Marketing operations is certainly not the sexiest part of marketing, but it is becoming the most important one. With businesses unable to keep pace with evolving consumer behavior and the marketing landscape, the pressure is on to put marketing operations—skilled people, efficient processes, and supportive technology—in a position to enable brands to not just connect with customers but also shape their interactions.
When done well, we’ve seen marketing operations provide a 15 to 25 percent improvement in marketing effectiveness, as measured by return on investment and customer-engagement metrics. Yet achieving that level of improvement is elusive for many. While marketers are embarking on a wide array of “digital transformations” to reshape their operations and business models, many of these efforts are stymied by marketing’s difficulty in delivering on its aspirations. For example, one recent survey found an astonishing 84 percent of marketers do not have a formal content strategy or distribution process to feed their growing bevy of marketing channels, and they lack any kind of formally managed content supply chain.1 Despite this, content budgets continue to increase.

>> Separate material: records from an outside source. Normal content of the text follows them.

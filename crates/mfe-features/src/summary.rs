//! Summary Functions for Sequence-valued Features

use crate::value::FeatureValue;
use serde::{Deserialize, Serialize};
use std::fmt;
use std::str::FromStr;
use thiserror::Error;

/// Summary name that matches no summary function
#[derive(Debug, Clone, PartialEq, Eq, Error)]
#[error("Unknown summary function: {0}")]
pub struct UnknownSummary(pub String);

/// Central moments of a sequence
#[derive(Debug, Clone, Default, PartialEq)]
pub struct Moments {
    /// Number of values
    pub n: usize,
    /// Mean value
    pub mean: f64,
    /// Second central moment (population variance)
    pub m2: f64,
    /// Third central moment
    pub m3: f64,
    /// Fourth central moment
    pub m4: f64,
}

impl Moments {
    /// Compute central moments from a slice of values
    pub fn compute(values: &[f64]) -> Self {
        if values.is_empty() {
            return Self::default();
        }

        let n = values.len() as f64;
        let mean = values.iter().sum::<f64>() / n;

        // an inexact mean leaves rounding residue in every deviation
        if values.iter().all(|&v| v == values[0]) {
            return Self {
                n: values.len(),
                mean,
                ..Self::default()
            };
        }

        let mut m2 = 0.0;
        let mut m3 = 0.0;
        let mut m4 = 0.0;

        for &v in values {
            let d = v - mean;
            m2 += d * d;
            m3 += d * d * d;
            m4 += d * d * d * d;
        }

        Self {
            n: values.len(),
            mean,
            m2: m2 / n,
            m3: m3 / n,
            m4: m4 / n,
        }
    }

    /// Skewness: E[(X-μ)³] / σ³, undefined for constant input
    pub fn skewness(&self) -> Option<f64> {
        (self.n > 0 && self.m2 > 0.0).then(|| self.m3 / self.m2.powf(1.5))
    }

    /// Excess kurtosis: E[(X-μ)⁴] / σ⁴ - 3, undefined for constant input
    pub fn kurtosis(&self) -> Option<f64> {
        (self.n > 0 && self.m2 > 0.0).then(|| self.m4 / (self.m2 * self.m2) - 3.0)
    }

    /// Sample variance (n - 1 denominator)
    pub fn sample_variance(&self) -> Option<f64> {
        (self.n >= 2).then(|| self.m2 * self.n as f64 / (self.n - 1) as f64)
    }
}

/// Reduction applied to a sequence-valued feature
#[derive(Debug, Clone, Copy, PartialEq, Eq, PartialOrd, Ord, Hash, Serialize, Deserialize)]
#[serde(rename_all = "lowercase")]
pub enum Summary {
    Mean,
    /// Sample standard deviation
    Sd,
    /// Sample variance
    Var,
    Min,
    Max,
    Median,
    Range,
    Sum,
    Skewness,
    Kurtosis,
}

impl Summary {
    /// Every summary, in declaration order
    pub const ALL: [Summary; 10] = [
        Summary::Mean,
        Summary::Sd,
        Summary::Var,
        Summary::Min,
        Summary::Max,
        Summary::Median,
        Summary::Range,
        Summary::Sum,
        Summary::Skewness,
        Summary::Kurtosis,
    ];

    /// Get string representation
    pub fn as_str(&self) -> &'static str {
        match self {
            Summary::Mean => "mean",
            Summary::Sd => "sd",
            Summary::Var => "var",
            Summary::Min => "min",
            Summary::Max => "max",
            Summary::Median => "median",
            Summary::Range => "range",
            Summary::Sum => "sum",
            Summary::Skewness => "skewness",
            Summary::Kurtosis => "kurtosis",
        }
    }

    /// Reduce a sequence, `Undefined` when the summary has no value
    pub fn apply(&self, values: &[f64]) -> FeatureValue {
        if values.is_empty() {
            return FeatureValue::Undefined;
        }

        let result = match self {
            Summary::Sum => Some(values.iter().sum()),
            Summary::Min => Some(values.iter().copied().fold(f64::INFINITY, f64::min)),
            Summary::Max => Some(values.iter().copied().fold(f64::NEG_INFINITY, f64::max)),
            Summary::Range => {
                let min = values.iter().copied().fold(f64::INFINITY, f64::min);
                let max = values.iter().copied().fold(f64::NEG_INFINITY, f64::max);
                Some(max - min)
            }
            Summary::Median => Some(median(values)),
            Summary::Mean => Some(Moments::compute(values).mean),
            Summary::Var => Moments::compute(values).sample_variance(),
            Summary::Sd => Moments::compute(values).sample_variance().map(f64::sqrt),
            Summary::Skewness => Moments::compute(values).skewness(),
            Summary::Kurtosis => Moments::compute(values).kurtosis(),
        };

        result.map_or(FeatureValue::Undefined, FeatureValue::Scalar)
    }
}

fn median(values: &[f64]) -> f64 {
    let mut sorted = values.to_vec();
    sorted.sort_by(f64::total_cmp);
    let mid = sorted.len() / 2;
    if sorted.len() % 2 == 0 {
        (sorted[mid - 1] + sorted[mid]) / 2.0
    } else {
        sorted[mid]
    }
}

impl fmt::Display for Summary {
    fn fmt(&self, f: &mut fmt::Formatter<'_>) -> fmt::Result {
        f.write_str(self.as_str())
    }
}

impl FromStr for Summary {
    type Err = UnknownSummary;

    fn from_str(s: &str) -> Result<Self, Self::Err> {
        let s = s.trim().to_ascii_lowercase();
        Summary::ALL
            .into_iter()
            .find(|summary| summary.as_str() == s)
            .ok_or(UnknownSummary(s))
    }
}

#[cfg(test)]
mod tests {
    use super::*;

    fn scalar(v: FeatureValue) -> f64 {
        v.as_scalar().expect("defined summary")
    }

    #[test]
    fn test_mean_computation() {
        let values = vec![1.0 / 6.0, 2.0 / 6.0, 3.0 / 6.0];
        assert!((scalar(Summary::Mean.apply(&values)) - 1.0 / 3.0).abs() < 1e-12);
    }

    #[test]
    fn test_sample_sd() {
        let values = vec![2.0, 4.0, 4.0, 4.0, 5.0, 5.0, 7.0, 9.0];
        // population sd is 2.0, sample sd is sqrt(32 / 7)
        assert!((scalar(Summary::Sd.apply(&values)) - (32.0f64 / 7.0).sqrt()).abs() < 1e-12);
        assert!((scalar(Summary::Var.apply(&values)) - 32.0 / 7.0).abs() < 1e-12);
    }

    #[test]
    fn test_single_value_sd_undefined() {
        assert!(Summary::Sd.apply(&[0.4]).is_undefined());
        assert_eq!(Summary::Mean.apply(&[0.4]), FeatureValue::Scalar(0.4));
    }

    #[test]
    fn test_order_statistics() {
        let values = [3.0, 1.0, 4.0, 1.5];
        assert_eq!(Summary::Min.apply(&values), FeatureValue::Scalar(1.0));
        assert_eq!(Summary::Max.apply(&values), FeatureValue::Scalar(4.0));
        assert_eq!(Summary::Range.apply(&values), FeatureValue::Scalar(3.0));
        assert_eq!(Summary::Median.apply(&values), FeatureValue::Scalar(2.25));
        assert_eq!(Summary::Sum.apply(&values), FeatureValue::Scalar(9.5));
    }

    #[test]
    fn test_shape_moments() {
        // symmetric input has no skew
        let skew = scalar(Summary::Skewness.apply(&[1.0, 2.0, 3.0]));
        assert!(skew.abs() < 1e-12);
        // two-point distribution has excess kurtosis of -2
        let kurt = scalar(Summary::Kurtosis.apply(&[0.0, 1.0, 0.0, 1.0]));
        assert!((kurt + 2.0).abs() < 1e-12);
        assert!(Summary::Skewness.apply(&[0.5, 0.5]).is_undefined());
    }

    #[test]
    fn test_constant_with_inexact_mean() {
        let values = vec![0.1; 10];
        assert!(Summary::Skewness.apply(&values).is_undefined());
        assert!(Summary::Kurtosis.apply(&values).is_undefined());
        assert_eq!(Summary::Sd.apply(&values), FeatureValue::Scalar(0.0));
        assert_eq!(Summary::Var.apply(&values), FeatureValue::Scalar(0.0));
    }

    #[test]
    fn test_empty_values() {
        for summary in Summary::ALL {
            assert!(summary.apply(&[]).is_undefined());
        }
    }

    #[test]
    fn test_parse() {
        assert_eq!("SD".parse::<Summary>(), Ok(Summary::Sd));
        assert_eq!(" kurtosis ".parse::<Summary>(), Ok(Summary::Kurtosis));
        assert_eq!(
            "quantiles".parse::<Summary>(),
            Err(UnknownSummary("quantiles".to_string()))
        );
    }
}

This situation played out at one global consumer-products company, which saw year-over-year content spending rise by more than 25 percent as a result of its efforts to become more customer-centric. There was, however, no unifying strategy, governance, or system to create cohesion, reuse assets, or measure effectiveness across the company’s complex supply chain, which consisted of dozens of agencies, production companies, and media partners, producing material for websites, blogs, YouTube, social media, mobile, and customer-relationship management.